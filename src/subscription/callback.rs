// SPDX-License-Identifier: MPL-2.0
// This Source Code Form is subject to the terms of the Mozilla Public
// License, v. 2.0. If a copy of the MPL was not distributed with this
// file, You can obtain one at https://mozilla.org/MPL/2.0/.

//! Callback management for device state subscriptions.
//!
//! This module provides the core types for managing subscription callbacks:
//!
//! - [`SubscriptionId`] - Unique identifier for unsubscribing
//! - [`CallbackRegistry`] - Internal registry for storing and dispatching callbacks

use std::collections::HashMap;
use std::sync::Arc;
use std::sync::atomic::{AtomicU64, Ordering};

use parking_lot::RwLock;

use crate::state::StateChange;
use crate::types::{BatteryLevel, PowerState};

/// Unique identifier for a subscription.
///
/// This ID is returned when creating a subscription and can be used to
/// unsubscribe later. IDs are unique within a device's lifetime.
///
/// # Examples
///
/// ```ignore
/// let sub_id = device.on_power_changed(|state| { /* ... */ });
///
/// // Later, unsubscribe
/// device.unsubscribe(sub_id);
/// ```
#[derive(Debug, Clone, Copy, PartialEq, Eq, Hash)]
pub struct SubscriptionId(u64);

impl SubscriptionId {
    /// Creates a new subscription ID with the given value.
    #[must_use]
    pub(crate) fn new(id: u64) -> Self {
        Self(id)
    }

    /// Returns the raw ID value.
    #[must_use]
    pub fn value(&self) -> u64 {
        self.0
    }
}

impl std::fmt::Display for SubscriptionId {
    fn fmt(&self, f: &mut std::fmt::Formatter<'_>) -> std::fmt::Result {
        write!(f, "Sub({})", self.0)
    }
}

/// Type alias for power state callbacks.
type PowerCallback = Arc<dyn Fn(PowerState) + Send + Sync>;

/// Type alias for battery level callbacks.
type BatteryCallback = Arc<dyn Fn(BatteryLevel) + Send + Sync>;

/// Type alias for battery depletion callbacks.
type DepletedCallback = Arc<dyn Fn() + Send + Sync>;

/// Type alias for generic state change callbacks.
type StateChangedCallback = Arc<dyn Fn(&StateChange) + Send + Sync>;

/// Registry for managing device subscription callbacks.
///
/// This is an internal type used by devices to store and dispatch callbacks.
/// It uses thread-safe interior mutability via `parking_lot::RwLock`, so a
/// device can be observed while being mutated through `&mut` methods.
///
/// Callbacks are wrapped in `Arc` so they can be cloned cheaply and invoked
/// outside the lock.
pub struct CallbackRegistry {
    /// Counter for generating unique subscription IDs.
    next_id: AtomicU64,
    /// Power state change callbacks.
    power_callbacks: RwLock<HashMap<SubscriptionId, PowerCallback>>,
    /// Battery level change callbacks.
    battery_callbacks: RwLock<HashMap<SubscriptionId, BatteryCallback>>,
    /// Battery depletion callbacks.
    depleted_callbacks: RwLock<HashMap<SubscriptionId, DepletedCallback>>,
    /// Generic state change callbacks (receives all changes).
    state_changed_callbacks: RwLock<HashMap<SubscriptionId, StateChangedCallback>>,
}

impl CallbackRegistry {
    /// Creates a new empty callback registry.
    #[must_use]
    pub fn new() -> Self {
        Self {
            next_id: AtomicU64::new(1),
            power_callbacks: RwLock::new(HashMap::new()),
            battery_callbacks: RwLock::new(HashMap::new()),
            depleted_callbacks: RwLock::new(HashMap::new()),
            state_changed_callbacks: RwLock::new(HashMap::new()),
        }
    }

    /// Generates a new unique subscription ID.
    fn next_id(&self) -> SubscriptionId {
        SubscriptionId::new(self.next_id.fetch_add(1, Ordering::Relaxed))
    }

    // =========================================================================
    // Registration methods
    // =========================================================================

    /// Registers a callback for power state changes.
    ///
    /// The callback receives the new power state.
    pub fn on_power_changed<F>(&self, callback: F) -> SubscriptionId
    where
        F: Fn(PowerState) + Send + Sync + 'static,
    {
        let id = self.next_id();
        self.power_callbacks.write().insert(id, Arc::new(callback));
        id
    }

    /// Registers a callback for battery level changes.
    pub fn on_battery_changed<F>(&self, callback: F) -> SubscriptionId
    where
        F: Fn(BatteryLevel) + Send + Sync + 'static,
    {
        let id = self.next_id();
        self.battery_callbacks
            .write()
            .insert(id, Arc::new(callback));
        id
    }

    /// Registers a callback for battery depletion.
    ///
    /// Called once each time a usage session drains the battery to exactly 0.
    pub fn on_battery_depleted<F>(&self, callback: F) -> SubscriptionId
    where
        F: Fn() + Send + Sync + 'static,
    {
        let id = self.next_id();
        self.depleted_callbacks
            .write()
            .insert(id, Arc::new(callback));
        id
    }

    /// Registers a callback for all state changes.
    ///
    /// This is useful for logging or debugging, as it receives every change.
    pub fn on_state_changed<F>(&self, callback: F) -> SubscriptionId
    where
        F: Fn(&StateChange) + Send + Sync + 'static,
    {
        let id = self.next_id();
        self.state_changed_callbacks
            .write()
            .insert(id, Arc::new(callback));
        id
    }

    /// Removes a subscription by ID.
    ///
    /// Returns `true` if the subscription existed and was removed.
    pub fn unsubscribe(&self, id: SubscriptionId) -> bool {
        self.power_callbacks.write().remove(&id).is_some()
            || self.battery_callbacks.write().remove(&id).is_some()
            || self.depleted_callbacks.write().remove(&id).is_some()
            || self.state_changed_callbacks.write().remove(&id).is_some()
    }

    /// Returns the total number of registered callbacks.
    #[must_use]
    pub fn callback_count(&self) -> usize {
        self.power_callbacks.read().len()
            + self.battery_callbacks.read().len()
            + self.depleted_callbacks.read().len()
            + self.state_changed_callbacks.read().len()
    }

    // =========================================================================
    // Notification methods
    // =========================================================================

    /// Notifies all power callbacks of a state change.
    pub(crate) fn notify_power_changed(&self, state: PowerState) {
        let callbacks: Vec<PowerCallback> = self.power_callbacks.read().values().cloned().collect();
        for callback in callbacks {
            callback(state);
        }
    }

    /// Notifies all battery callbacks of a level change.
    pub(crate) fn notify_battery_changed(&self, level: BatteryLevel) {
        let callbacks: Vec<BatteryCallback> =
            self.battery_callbacks.read().values().cloned().collect();
        for callback in callbacks {
            callback(level);
        }
    }

    /// Notifies all depletion callbacks.
    pub(crate) fn notify_battery_depleted(&self) {
        let callbacks: Vec<DepletedCallback> =
            self.depleted_callbacks.read().values().cloned().collect();
        for callback in callbacks {
            callback();
        }
    }

    /// Notifies all generic state change callbacks.
    pub(crate) fn notify_state_changed(&self, change: &StateChange) {
        let callbacks: Vec<StateChangedCallback> = self
            .state_changed_callbacks
            .read()
            .values()
            .cloned()
            .collect();
        for callback in callbacks {
            callback(change);
        }
    }
}

impl Default for CallbackRegistry {
    fn default() -> Self {
        Self::new()
    }
}

impl std::fmt::Debug for CallbackRegistry {
    fn fmt(&self, f: &mut std::fmt::Formatter<'_>) -> std::fmt::Result {
        f.debug_struct("CallbackRegistry")
            .field("callback_count", &self.callback_count())
            .finish_non_exhaustive()
    }
}

#[cfg(test)]
mod tests {
    use std::sync::atomic::AtomicUsize;

    use super::*;

    #[test]
    fn new_registry_is_empty() {
        let registry = CallbackRegistry::new();
        assert_eq!(registry.callback_count(), 0);
    }

    #[test]
    fn subscription_ids_are_unique() {
        let registry = CallbackRegistry::new();
        let id1 = registry.on_power_changed(|_| {});
        let id2 = registry.on_power_changed(|_| {});
        assert_ne!(id1, id2);
    }

    #[test]
    fn power_callback_receives_state() {
        let registry = CallbackRegistry::new();
        let received = Arc::new(RwLock::new(None));

        let received_clone = Arc::clone(&received);
        registry.on_power_changed(move |state| {
            *received_clone.write() = Some(state);
        });

        registry.notify_power_changed(PowerState::On);
        assert_eq!(*received.read(), Some(PowerState::On));
    }

    #[test]
    fn battery_callback_receives_level() {
        let registry = CallbackRegistry::new();
        let received = Arc::new(RwLock::new(None));

        let received_clone = Arc::clone(&received);
        registry.on_battery_changed(move |level| {
            *received_clone.write() = Some(level);
        });

        registry.notify_battery_changed(BatteryLevel::clamped(42));
        assert_eq!(*received.read(), Some(BatteryLevel::clamped(42)));
    }

    #[test]
    fn depleted_callback_fires() {
        let registry = CallbackRegistry::new();
        let count = Arc::new(AtomicUsize::new(0));

        let count_clone = Arc::clone(&count);
        registry.on_battery_depleted(move || {
            count_clone.fetch_add(1, Ordering::SeqCst);
        });

        registry.notify_battery_depleted();
        registry.notify_battery_depleted();
        assert_eq!(count.load(Ordering::SeqCst), 2);
    }

    #[test]
    fn state_changed_callback_receives_change() {
        let registry = CallbackRegistry::new();
        let count = Arc::new(AtomicUsize::new(0));

        let count_clone = Arc::clone(&count);
        registry.on_state_changed(move |change| {
            assert!(change.is_power());
            count_clone.fetch_add(1, Ordering::SeqCst);
        });

        registry.notify_state_changed(&StateChange::power_on());
        assert_eq!(count.load(Ordering::SeqCst), 1);
    }

    #[test]
    fn unsubscribe_removes_callback() {
        let registry = CallbackRegistry::new();
        let count = Arc::new(AtomicUsize::new(0));

        let count_clone = Arc::clone(&count);
        let id = registry.on_battery_changed(move |_| {
            count_clone.fetch_add(1, Ordering::SeqCst);
        });

        assert!(registry.unsubscribe(id));
        registry.notify_battery_changed(BatteryLevel::FULL);
        assert_eq!(count.load(Ordering::SeqCst), 0);

        // Second unsubscribe is a no-op
        assert!(!registry.unsubscribe(id));
    }

    #[test]
    fn multiple_subscribers_all_notified() {
        let registry = CallbackRegistry::new();
        let count = Arc::new(AtomicUsize::new(0));

        for _ in 0..3 {
            let count_clone = Arc::clone(&count);
            registry.on_power_changed(move |_| {
                count_clone.fetch_add(1, Ordering::SeqCst);
            });
        }

        registry.notify_power_changed(PowerState::Off);
        assert_eq!(count.load(Ordering::SeqCst), 3);
    }

    #[test]
    fn callback_count_spans_all_kinds() {
        let registry = CallbackRegistry::new();
        registry.on_power_changed(|_| {});
        registry.on_battery_changed(|_| {});
        registry.on_battery_depleted(|| {});
        registry.on_state_changed(|_| {});
        assert_eq!(registry.callback_count(), 4);
    }

    #[test]
    fn subscription_id_display() {
        let registry = CallbackRegistry::new();
        let id = registry.on_power_changed(|_| {});
        assert_eq!(id.to_string(), format!("Sub({})", id.value()));
    }
}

(Activity)
Repeat the entries above exactly, from the first line through the line containing "pub struct SubscriptionId(u64);".

(Written answer)
filename src/subscription/callback.rs
// SPDX-License-Identifier: MPL-2.0
// This Source Code Form is subject to the terms of the Mozilla Public
// License, v. 2.0. If a copy of the MPL was not distributed with this
// file, You can obtain one at https://mozilla.org/MPL/2.0/.

//! Callback management for device state subscriptions.
//!
//! This module provides the core types for managing subscription callbacks:
//!
//! - [`SubscriptionId`] - Unique identifier for unsubscribing
//! - [`CallbackRegistry`] - Internal registry for storing and dispatching callbacks

use std::collections::HashMap;
use std::sync::Arc;
use std::sync::atomic::{AtomicU64, Ordering};

use parking_lot::RwLock;

use crate::state::StateChange;
use crate::types::{BatteryLevel, PowerState};

/// Unique identifier for a subscription.
///
/// This ID is returned when creating a subscription and can be used to
/// unsubscribe later. IDs are unique within a device's lifetime.
///
/// # Examples
///
/// ```ignore
/// let sub_id = device.on_power_changed(|state| { /* ... */ });
///
/// // Later, unsubscribe
/// device.unsubscribe(sub_id);
/// ```
#[derive(Debug, Clone, Copy, PartialEq, Eq, Hash)]
pub struct SubscriptionId(u64);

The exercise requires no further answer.